> **Assignment**
Reproduce verbatim the final portion of the material below, from the line containing "let (digits, suffix)" through its last line, and nothing else.

== Segment start ==

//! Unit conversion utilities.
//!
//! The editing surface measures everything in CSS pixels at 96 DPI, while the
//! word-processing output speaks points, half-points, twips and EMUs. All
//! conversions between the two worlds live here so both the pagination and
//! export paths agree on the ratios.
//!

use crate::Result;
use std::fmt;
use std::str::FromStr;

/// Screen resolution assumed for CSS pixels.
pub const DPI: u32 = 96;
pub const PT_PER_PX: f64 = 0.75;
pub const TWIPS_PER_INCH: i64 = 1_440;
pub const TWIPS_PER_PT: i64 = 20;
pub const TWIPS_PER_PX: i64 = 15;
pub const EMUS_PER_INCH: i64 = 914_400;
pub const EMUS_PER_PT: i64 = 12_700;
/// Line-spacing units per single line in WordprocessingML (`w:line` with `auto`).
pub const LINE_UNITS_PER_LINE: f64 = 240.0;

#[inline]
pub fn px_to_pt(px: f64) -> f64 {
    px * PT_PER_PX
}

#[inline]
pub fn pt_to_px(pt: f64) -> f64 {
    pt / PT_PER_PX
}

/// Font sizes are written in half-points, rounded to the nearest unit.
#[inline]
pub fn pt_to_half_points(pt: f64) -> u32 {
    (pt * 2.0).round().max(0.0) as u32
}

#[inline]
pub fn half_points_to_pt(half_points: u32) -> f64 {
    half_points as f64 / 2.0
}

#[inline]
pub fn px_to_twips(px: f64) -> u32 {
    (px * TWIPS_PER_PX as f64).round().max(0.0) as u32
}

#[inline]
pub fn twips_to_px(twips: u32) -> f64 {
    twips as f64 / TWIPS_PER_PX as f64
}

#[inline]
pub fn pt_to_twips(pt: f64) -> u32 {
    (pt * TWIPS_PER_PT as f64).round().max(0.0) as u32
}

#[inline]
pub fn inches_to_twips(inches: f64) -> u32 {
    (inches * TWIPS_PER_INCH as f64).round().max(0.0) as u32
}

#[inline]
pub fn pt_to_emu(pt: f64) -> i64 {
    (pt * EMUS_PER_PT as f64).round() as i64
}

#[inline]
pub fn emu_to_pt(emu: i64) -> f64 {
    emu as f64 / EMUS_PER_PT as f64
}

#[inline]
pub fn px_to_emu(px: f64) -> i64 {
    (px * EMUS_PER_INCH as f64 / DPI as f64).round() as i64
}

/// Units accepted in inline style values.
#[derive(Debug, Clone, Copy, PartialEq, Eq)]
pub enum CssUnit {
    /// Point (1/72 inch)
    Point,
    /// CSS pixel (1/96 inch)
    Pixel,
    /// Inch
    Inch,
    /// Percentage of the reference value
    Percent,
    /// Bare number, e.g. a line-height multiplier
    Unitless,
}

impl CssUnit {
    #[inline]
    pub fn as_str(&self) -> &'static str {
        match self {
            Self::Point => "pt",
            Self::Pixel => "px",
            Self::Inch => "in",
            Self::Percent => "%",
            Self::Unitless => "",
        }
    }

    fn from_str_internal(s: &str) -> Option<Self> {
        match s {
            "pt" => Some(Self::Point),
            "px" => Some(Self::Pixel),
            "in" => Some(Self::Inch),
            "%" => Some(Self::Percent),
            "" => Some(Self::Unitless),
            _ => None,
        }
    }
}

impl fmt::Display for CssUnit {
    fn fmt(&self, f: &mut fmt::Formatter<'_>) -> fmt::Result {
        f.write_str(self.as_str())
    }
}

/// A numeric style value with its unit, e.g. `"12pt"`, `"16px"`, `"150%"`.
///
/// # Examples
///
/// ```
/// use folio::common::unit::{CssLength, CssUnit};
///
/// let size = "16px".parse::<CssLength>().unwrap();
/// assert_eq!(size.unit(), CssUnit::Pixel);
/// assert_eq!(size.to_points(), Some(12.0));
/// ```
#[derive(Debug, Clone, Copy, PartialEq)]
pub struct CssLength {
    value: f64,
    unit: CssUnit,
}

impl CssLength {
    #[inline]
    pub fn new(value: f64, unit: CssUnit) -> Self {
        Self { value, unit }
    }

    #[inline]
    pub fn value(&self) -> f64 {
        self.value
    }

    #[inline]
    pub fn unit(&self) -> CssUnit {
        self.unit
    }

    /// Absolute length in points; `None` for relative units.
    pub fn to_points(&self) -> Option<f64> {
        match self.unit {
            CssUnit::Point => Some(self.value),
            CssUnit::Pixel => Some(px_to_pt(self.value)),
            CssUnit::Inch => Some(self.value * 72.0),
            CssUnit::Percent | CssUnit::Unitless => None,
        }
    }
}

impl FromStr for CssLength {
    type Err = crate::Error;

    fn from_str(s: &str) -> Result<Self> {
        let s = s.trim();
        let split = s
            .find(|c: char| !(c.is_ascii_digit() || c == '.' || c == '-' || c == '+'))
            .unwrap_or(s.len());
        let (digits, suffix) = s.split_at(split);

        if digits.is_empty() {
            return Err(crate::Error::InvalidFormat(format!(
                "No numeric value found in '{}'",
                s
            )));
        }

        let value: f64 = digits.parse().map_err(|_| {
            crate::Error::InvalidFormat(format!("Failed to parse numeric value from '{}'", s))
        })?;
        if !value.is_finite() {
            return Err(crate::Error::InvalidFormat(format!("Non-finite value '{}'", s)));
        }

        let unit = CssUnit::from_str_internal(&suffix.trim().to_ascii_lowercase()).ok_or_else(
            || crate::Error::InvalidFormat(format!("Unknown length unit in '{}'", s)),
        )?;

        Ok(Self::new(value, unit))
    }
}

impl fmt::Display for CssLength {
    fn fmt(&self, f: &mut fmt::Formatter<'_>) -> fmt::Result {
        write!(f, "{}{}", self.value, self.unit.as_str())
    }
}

== Segment end ==

> **Exercise answer**
        let (digits, suffix) = s.split_at(split);

        if digits.is_empty() {
            return Err(crate::Error::InvalidFormat(format!(
                "No numeric value found in '{}'",
                s
            )));
        }

        let value: f64 = digits.parse().map_err(|_| {
            crate::Error::InvalidFormat(format!("Failed to parse numeric value from '{}'", s))
        })?;
        if !value.is_finite() {
            return Err(crate::Error::InvalidFormat(format!("Non-finite value '{}'", s)));
        }

        let unit = CssUnit::from_str_internal(&suffix.trim().to_ascii_lowercase()).ok_or_else(
            || crate::Error::InvalidFormat(format!("Unknown length unit in '{}'", s)),
        )?;

        Ok(Self::new(value, unit))
    }
}

impl fmt::Display for CssLength {
    fn fmt(&self, f: &mut fmt::Formatter<'_>) -> fmt::Result {
        write!(f, "{}{}", self.value, self.unit.as_str())
    }
}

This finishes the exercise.